Plus de la moitié des 70 millions de réfugiés dans le monde sont des mineurs – enfants et jeunes gens. Une grande partie d’entre eux sont en route sans leurs parents ou leurs proches ou en ont été séparés pendant leur fuite. Plus de 5,6 millions de Syriennes et de Syriens, dont plus de 2,5 millions d’enfants ont dû abandonner leur patrie et sont enregistrés comme réfugiés en Jordanie, au Liban, en Égypte, en Irak et en Turquie, sans compter quelque 6,2 millions de Syriennes et de Syriens vivant comme déplacés internes dans leur propre pays. Selon l’UNICEF, 60% des enfants en Syrie ont besoin d’une aide humanitaire, deux millions ne peuvent pas aller à l’école, et 3,3 millions sont exposés en permanence au danger des mines.

Les enfants sont l’avenir de la communauté humaine et ont droit à une protection particulière. Or les enfants déracinés se voient dépossédés à la fois de leur statut de protection privilégié, et de la perspective d’un avenir qui leur appartienne et qu’ils pourraient façonner. Leurs conditions de vie précaires en font une génération perdue. Un pays qui sacrifie ses enfants sacrifie également son propre avenir. De la manière dont nous traitons les enfants réfugiés dépendra l’avenir de ces pays. Car les enfants sont le seul fondement sur lequel les régions aujourd’hui en crise peuvent bâtir leur espoir en un lendemain de paix et de dignité humaine.

Le traitement des enfants réfugiés présente un violent contraste avec cette aspiration. Beaucoup d’enfants non accompagnés ou séparés de leurs proches qui sont arrivés en Europe par la Méditerranée entre 2017 et 2019 ont été renvoyés en Libye, où ils sont détenus dans des conditions effroyables. Dans les camps de réfugiés et les centres d’accueil européens, il est rare que l’on fasse une distinction entre enfants et adultes. Les enfants sont ainsi livrés sans défense à la violence et aux abus des adultes ainsi qu’au bon vouloir des autorités et d’une bureaucratie qui ne tient pas ou pas assez compte de leurs besoins particuliers.

Les Églises chrétiennes et les communautés juives de Suisse appellent les autorités politiques et juridiques à mettre en œuvre et à respecter les recommandations du HCR. Parmi celles-ci figurent en priorité :

  • l’hébergement approprié des enfants dans les camps d’accueil,
  • la suppression de la rétention des enfants migrants,
  • une information exhaustive des enfants dans leur langue et adaptée à leur capacité de compréhension,
  • un soutien individuel des enfants non accompagnés ou séparés de leur famille assuré par des spécialistes qualifiés,
  • la possibilité pour les enfants d’avoir un accès constructif à l’éducation,
  • l’accélération du regroupement avec des membres de la famille.
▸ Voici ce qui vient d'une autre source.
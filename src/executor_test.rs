//! # Executor Test Suite
//!
//! Query registration, driving sources to completion on Tokio, and stopping.

use crate::config::ExecutorConfig;
use crate::error::{ExecutorError, GraphError};
use crate::executor::{QueryExecutor, QueryState};
use crate::graph::Graph;
use crate::node::NodeId;
use crate::operators::{self, CollectSink, CursorSource};
use crate::time::TemporalObject;
use std::sync::Arc;
use std::time::Duration;

fn points(count: u64) -> Vec<TemporalObject<u64>> {
  (0..count).map(|t| TemporalObject::point(t, t)).collect()
}

fn fast() -> ExecutorConfig {
  ExecutorConfig::default().with_poll_period(Duration::from_millis(5))
}

/// `source -> filter -> sink`, nothing opened.
fn pipeline(count: u64) -> (Graph<u64>, NodeId, NodeId, Arc<CollectSink<u64>>) {
  let graph: Graph<u64> = Graph::new("executor");
  let source = graph.add_node(CursorSource::from_vec("s", points(count)));
  let filter = graph.add_node(operators::filter("f", |_: &TemporalObject<u64>| true));
  let out = Arc::new(CollectSink::<u64>::new("out"));
  let sink = graph.add_shared_node(out.clone());
  graph.connect(source, filter, 0).unwrap();
  graph.connect(filter, sink, 0).unwrap();
  (graph, source, sink, out)
}

// ============================================================================
// Registration
// ============================================================================

#[test]
fn test_register_requires_a_sink() {
  let (graph, source, sink, _out) = pipeline(1);
  let executor = QueryExecutor::new(graph.clone(), fast());

  assert!(matches!(
    executor.register_query(source),
    Err(ExecutorError::Graph(GraphError::NotASink(id))) if id == source
  ));
  let gone = graph.add_node(CollectSink::<u64>::new("gone"));
  graph.remove_node(gone).unwrap();
  assert!(matches!(
    executor.register_query(gone),
    Err(ExecutorError::Graph(GraphError::UnknownNode(_)))
  ));

  executor.register_query(sink).unwrap();
  executor.register_query(sink).unwrap();
  assert_eq!(executor.queries(), vec![sink]);
  assert_eq!(executor.status(sink), Some(QueryState::Registered));
  assert!(!executor.is_finished());
}

#[test]
fn test_start_needs_a_runtime() {
  let (graph, _source, sink, _out) = pipeline(1);
  let executor = QueryExecutor::new(graph, fast());
  executor.register_query(sink).unwrap();
  assert!(matches!(executor.start_query(sink), Err(ExecutorError::NoRuntime)));
  assert_eq!(executor.status(sink), Some(QueryState::Registered));
}

#[tokio::test]
async fn test_unknown_queries_are_rejected() {
  let (graph, _source, sink, _out) = pipeline(1);
  let executor = QueryExecutor::new(graph, fast());
  assert!(matches!(executor.start_query(sink), Err(ExecutorError::UnknownQuery(id)) if id == sink));
  assert!(matches!(executor.stop_query(sink), Err(ExecutorError::UnknownQuery(_))));
}

// ============================================================================
// Driving
// ============================================================================

#[tokio::test]
async fn test_query_runs_to_completion() {
  let (graph, _source, sink, out) = pipeline(50);
  let executor = QueryExecutor::new(graph, fast());
  executor.register_query(sink).unwrap();
  executor.start_all().unwrap();
  assert_eq!(executor.status(sink), Some(QueryState::Running));

  tokio::time::timeout(Duration::from_secs(10), executor.wait_for_completion())
    .await
    .unwrap();
  assert!(executor.is_finished());
  assert_eq!(executor.status(sink), Some(QueryState::Done));
  assert_eq!(out.payloads(), (0..50).collect::<Vec<u64>>());
}

#[tokio::test]
async fn test_shared_source_feeds_every_query() {
  let graph: Graph<u64> = Graph::new("shared");
  let source = graph.add_node(CursorSource::from_vec("s", points(20)));
  let first = Arc::new(CollectSink::<u64>::new("first"));
  let second = Arc::new(CollectSink::<u64>::new("second"));
  let first_id = graph.add_shared_node(first.clone());
  let second_id = graph.add_shared_node(second.clone());
  graph.connect(source, first_id, 0).unwrap();
  graph.connect(source, second_id, 0).unwrap();

  let executor = QueryExecutor::new(graph, fast());
  executor.register_query(first_id).unwrap();
  executor.register_query(second_id).unwrap();
  executor.start_all().unwrap();
  // Already running: no second driver.
  executor.start_query(first_id).unwrap();

  tokio::time::timeout(Duration::from_secs(10), executor.wait_for_completion())
    .await
    .unwrap();
  assert_eq!(first.payloads(), (0..20).collect::<Vec<u64>>());
  assert_eq!(second.payloads(), first.payloads());
  assert_eq!(executor.status(second_id), Some(QueryState::Done));
}

#[tokio::test]
async fn test_stopping_one_query_keeps_a_shared_source_running() {
  let graph: Graph<u64> = Graph::new("shared");
  let source = graph.add_node(CursorSource::from_vec("s", points(50)));
  let first = Arc::new(CollectSink::<u64>::new("first"));
  let second = Arc::new(CollectSink::<u64>::new("second"));
  let first_id = graph.add_shared_node(first.clone());
  let second_id = graph.add_shared_node(second.clone());
  graph.connect(source, first_id, 0).unwrap();
  graph.connect(source, second_id, 0).unwrap();

  let executor = QueryExecutor::new(graph, fast().with_source_pause(Duration::from_millis(2)));
  executor.register_query(first_id).unwrap();
  executor.register_query(second_id).unwrap();
  executor.start_all().unwrap();

  tokio::time::sleep(Duration::from_millis(20)).await;
  executor.stop_query(first_id).unwrap();
  assert!(!executor.is_finished());

  tokio::time::timeout(Duration::from_secs(10), executor.wait_for_completion())
    .await
    .unwrap();
  assert_eq!(executor.status(first_id), Some(QueryState::Stopped));
  assert_eq!(executor.status(second_id), Some(QueryState::Done));
  assert_eq!(second.payloads(), (0..50).collect::<Vec<u64>>());
  assert!(first.payloads().len() < 50);
}

#[tokio::test]
async fn test_stop_query_closes_the_sink() {
  let (graph, _source, sink, out) = pipeline(1_000);
  let config = fast().with_source_pause(Duration::from_secs(3600));
  let executor = QueryExecutor::new(graph.clone(), config);
  executor.register_query(sink).unwrap();
  executor.start_query(sink).unwrap();

  executor.stop_query(sink).unwrap();
  assert_eq!(executor.status(sink), Some(QueryState::Stopped));
  assert!(executor.is_finished());
  assert!(graph.node(sink).unwrap().is_closed());
  tokio::time::timeout(Duration::from_secs(1), executor.wait_for_completion())
    .await
    .unwrap();
  assert!(out.payloads().len() <= 1);
}

#[tokio::test]
async fn test_stop_all_finishes_everything() {
  let (graph, _source, sink, _out) = pipeline(1_000);
  let executor = QueryExecutor::new(graph, fast().with_source_pause(Duration::from_secs(3600)));
  executor.register_query(sink).unwrap();
  executor.start_all().unwrap();

  executor.stop_all();
  assert!(executor.is_finished());
  assert_eq!(executor.status(sink), Some(QueryState::Stopped));
}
Dans les Écritures juives et chrétiennes, les enfants sont présentés comme une bénédiction de Dieu. Cette distinction, qui vaut pour tous les enfants, nous rappelle nos devoirs envers eux. Les enfants sont toujours les victimes les plus innocentes et les plus vulnérables des dissensions et de la violence humaines. Leurs destins sont les sismographes de notre avenir. Nos propres perspectives dépendent des espoirs de vie de ces enfants dont Dieu nous a fait don.

L’appel est signé par Esther Gaillard, vice-présidente de l’Église évangélique réformée de Suisse, par Mgr Felix Gmür, président de la Conférence des évêques suisses,  par Harald Rein, évêque de l’Église catholique-chrétienne de la Suisse et par Herbert Winter, président de la Fédération suisse des communautés israélites.